Xiaomi’s French division has responded to GDPR allegations, affirming their commitment to user privacy and compliance with data protection laws. Meanwhile, the Austrian organization noyb has filed complaints against various Chinese companies, including Xiaomi, for inadequate data protection practices, particularly concerning data transfers to China. They argue that such transfers expose user data to potential government access. noyb demands an end to these practices or significant fines for non-compliance, leveraging past successes to push for better data protection standards.
Response from Xiaomi Regarding GDPR Allegations
In light of recent developments, the French division of Xiaomi has issued a statement addressing the serious claims against them. They expressed awareness of a complaint lodged by a non-profit organization with a European data protection authority, asserting their commitment to user privacy. Xiaomi emphasized that the principles of transparency, accountability, and compliance with legal standards are foundational to their operations. The company reassured users that their privacy policy aligns with the General Data Protection Regulation (GDPR) and that user data is handled in accordance with local laws in every market where they operate. Xiaomi vowed to fully cooperate with any inquiries from national authorities related to this matter.
Concerns Over Data Protection with Chinese Companies
The pressing question arises: Can we truly trust that our personal data is secure while using devices from Xiaomi, engaging with TikTok, or shopping on Shein? According to noyb, an Austrian organization dedicated to protecting personal data, the answer is a resounding no. Recently, they filed a complaint against several Chinese companies for alleged violations of the GDPR across Europe.
This action encompasses popular applications like TikTok and WeChat, as well as major fashion retailers such as Shein and Temu. Notably, both AliExpress and Xiaomi have not been spared from scrutiny.
Founded by Max Schrems, noyb is no stranger to advocating for data rights, having previously taken on major players like Facebook and Twitter. The organization is filing six complaints across five countries, highlighting a pattern of inadequate data protection practices among these companies. They argue that user data is often sent to servers in China, where it is more vulnerable. Kleanthi Sardeli, a lawyer at noyb, pointed out that given China’s authoritarian nature, the level of data protection there cannot match that of the European Union.
As a result, noyb is calling for an immediate halt to data transfers to China, warning of the risks that could arise, including the potential for this data to be accessed by the Chinese government.
The organization also highlighted that companies like AliExpress, Shein, and TikTok openly state in their privacy policies that they transfer data to China. Xiaomi’s own transparency report from 2022 acknowledges the risk of Chinese authorities having potential access to personal data.
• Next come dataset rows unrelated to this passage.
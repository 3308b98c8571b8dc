// Copyright 2025 - present Mallard Project Developers
//
// Licensed under the Apache License, Version 2.0 (the "License");
// you may not use this file except in compliance with the License.
// You may obtain a copy of the License at
//
//     http://www.apache.org/licenses/LICENSE-2.0
//
// Unless required by applicable law or agreed to in writing, software
// distributed under the License is distributed on an "AS IS" BASIS,
// WITHOUT WARRANTIES OR CONDITIONS OF ANY KIND, either express or implied.
// See the License for the specific language governing permissions and
// limitations under the License.

use crate::{cursor::Cursor, messages::FrontendMessage, Error, Result};
use std::mem;

/// Represents a status of a `MessageDecoder` stage
#[derive(Debug, PartialEq)]
pub enum Status {
    /// `MessageDecoder` requests buffer with specified size
    Requesting(usize),
    /// `MessageDecoder` is in a process of decoding and decoded front message
    /// will be available after the next stage
    Decoding,
    /// `MessageDecoder` has decoded a message and returns its content
    Done(FrontendMessage),
}

#[derive(Debug)]
enum State {
    RequestingTag,
    RequestingLen,
    RequestingPayload,
    Decoding(Vec<u8>),
}

/// Decodes post-startup messages from a client. Every message is framed as
/// `{type:1 byte}{length:u32 including itself}{payload}`; the decoder always
/// requests the full payload so that unsupported messages cannot leave the
/// connection misaligned.
#[derive(Debug)]
pub struct MessageDecoder {
    state: State,
    tag: u8,
}

impl Default for MessageDecoder {
    fn default() -> MessageDecoder {
        MessageDecoder::new()
    }
}

impl MessageDecoder {
    /// Creates new `MessageDecoder`
    pub fn new() -> MessageDecoder {
        MessageDecoder {
            state: State::RequestingTag,
            tag: 0,
        }
    }

    /// Proceed to the next stage of decoding received message
    pub fn next_stage(&mut self, payload: Option<&[u8]>) -> Result<Status> {
        let payload = payload.unwrap_or(&[]);
        match mem::replace(&mut self.state, State::RequestingTag) {
            State::RequestingTag => {
                if payload.is_empty() {
                    Ok(Status::Requesting(1))
                } else {
                    self.tag = payload[0];
                    self.state = State::RequestingLen;
                    Ok(Status::Requesting(4))
                }
            }
            State::RequestingLen => {
                let len = Cursor::from(payload).read_i32()?;
                if len < 4 {
                    return Err(Error::InvalidMessageLength);
                }
                self.state = State::RequestingPayload;
                Ok(Status::Requesting(len as usize - 4))
            }
            State::RequestingPayload => {
                self.state = State::Decoding(payload.to_vec());
                Ok(Status::Decoding)
            }
            State::Decoding(data) => {
                let message = FrontendMessage::decode(self.tag, &data)?;
                Ok(Status::Done(message))
            }
        }
    }
}

#[cfg(test)]
mod tests {
    use super::*;
    use crate::messages::{QUERY, TERMINATE};

    const QUERY_STRING: &str = "select * from t\0";
    const QUERY_BYTES: &[u8] = QUERY_STRING.as_bytes();
    const LEN: i32 = QUERY_STRING.len() as i32 + 4;

    #[test]
    fn request_message_tag() {
        let mut decoder = MessageDecoder::new();

        assert_eq!(decoder.next_stage(None), Ok(Status::Requesting(1)));
    }

    #[test]
    fn request_message_len() {
        let mut decoder = MessageDecoder::new();

        decoder.next_stage(None).expect("proceed to the next stage");
        assert_eq!(decoder.next_stage(Some(&[QUERY])), Ok(Status::Requesting(4)));
    }

    #[test]
    fn request_message_payload() {
        let mut decoder = MessageDecoder::new();

        decoder.next_stage(None).expect("proceed to the next stage");
        decoder.next_stage(Some(&[QUERY])).expect("proceed to the next stage");
        assert_eq!(
            decoder.next_stage(Some(&LEN.to_be_bytes())),
            Ok(Status::Requesting((LEN - 4) as usize))
        );
    }

    #[test]
    fn decoding_message() {
        let mut decoder = MessageDecoder::new();

        decoder.next_stage(None).expect("proceed to the next stage");
        decoder.next_stage(Some(&[QUERY])).expect("proceed to the next stage");
        decoder
            .next_stage(Some(&LEN.to_be_bytes()))
            .expect("proceed to the next stage");

        assert_eq!(decoder.next_stage(Some(QUERY_BYTES)), Ok(Status::Decoding));
    }

    #[test]
    fn decoded_query_message() {
        let mut decoder = MessageDecoder::new();

        decoder.next_stage(None).expect("proceed to the next stage");
        decoder.next_stage(Some(&[QUERY])).expect("proceed to the next stage");
        decoder
            .next_stage(Some(&LEN.to_be_bytes()))
            .expect("proceed to the next stage");
        decoder.next_stage(Some(QUERY_BYTES)).expect("proceed to the next stage");

        assert_eq!(
            decoder.next_stage(None),
            Ok(Status::Done(FrontendMessage::Query {
                sql: "select * from t".to_owned()
            }))
        );
    }

    #[test]
    fn full_cycle() {
        let mut decoder = MessageDecoder::new();

        decoder.next_stage(None).expect("proceed to the next stage");
        decoder.next_stage(Some(&[QUERY])).expect("proceed to the next stage");
        decoder
            .next_stage(Some(&LEN.to_be_bytes()))
            .expect("proceed to the next stage");
        decoder.next_stage(Some(QUERY_BYTES)).expect("proceed to the next stage");
        decoder.next_stage(None).expect("proceed to the next stage");

        assert_eq!(decoder.next_stage(None), Ok(Status::Requesting(1)));
    }

    #[test]
    fn terminate_message_has_empty_payload() {
        let mut decoder = MessageDecoder::new();

        decoder.next_stage(None).expect("proceed to the next stage");
        decoder.next_stage(Some(&[TERMINATE])).expect("proceed to the next stage");
        assert_eq!(decoder.next_stage(Some(&4i32.to_be_bytes())), Ok(Status::Requesting(0)));
        assert_eq!(decoder.next_stage(Some(&[])), Ok(Status::Decoding));
        assert_eq!(decoder.next_stage(None), Ok(Status::Done(FrontendMessage::Terminate)));
    }

    #[test]
    fn unsupported_message_body_is_drained() {
        let mut decoder = MessageDecoder::new();
        let body = b"portal\0statement\0";

        decoder.next_stage(None).expect("proceed to the next stage");
        decoder.next_stage(Some(&[b'B'])).expect("proceed to the next stage");
        assert_eq!(
            decoder.next_stage(Some(&(body.len() as i32 + 4).to_be_bytes())),
            Ok(Status::Requesting(body.len()))
        );
        decoder.next_stage(Some(body)).expect("proceed to the next stage");
        assert_eq!(
            decoder.next_stage(None),
            Ok(Status::Done(FrontendMessage::Skipped { tag: b'B' }))
        );

        // the decoder is aligned on the next message boundary
        assert_eq!(decoder.next_stage(None), Ok(Status::Requesting(1)));
    }

    #[test]
    fn message_len_below_minimum() {
        let mut decoder = MessageDecoder::new();

        decoder.next_stage(None).expect("proceed to the next stage");
        decoder.next_stage(Some(&[QUERY])).expect("proceed to the next stage");
        assert_eq!(decoder.next_stage(Some(&3i32.to_be_bytes())), Err(Error::InvalidMessageLength));
    }
}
In light of these violations, noyb is advocating for an end to such data transfers or the imposition of hefty fines for non-compliance with European regulations. These penalties could reach up to 4% of a company’s global revenue, which could mean fines of 147 million euros for AliExpress and an astonishing 1.35 billion euros for Temu.
While the path forward for noyb may seem challenging, their previous successes in invalidating two agreements related to data transfers to the United States position them well to influence these companies toward better compliance with data protection standards.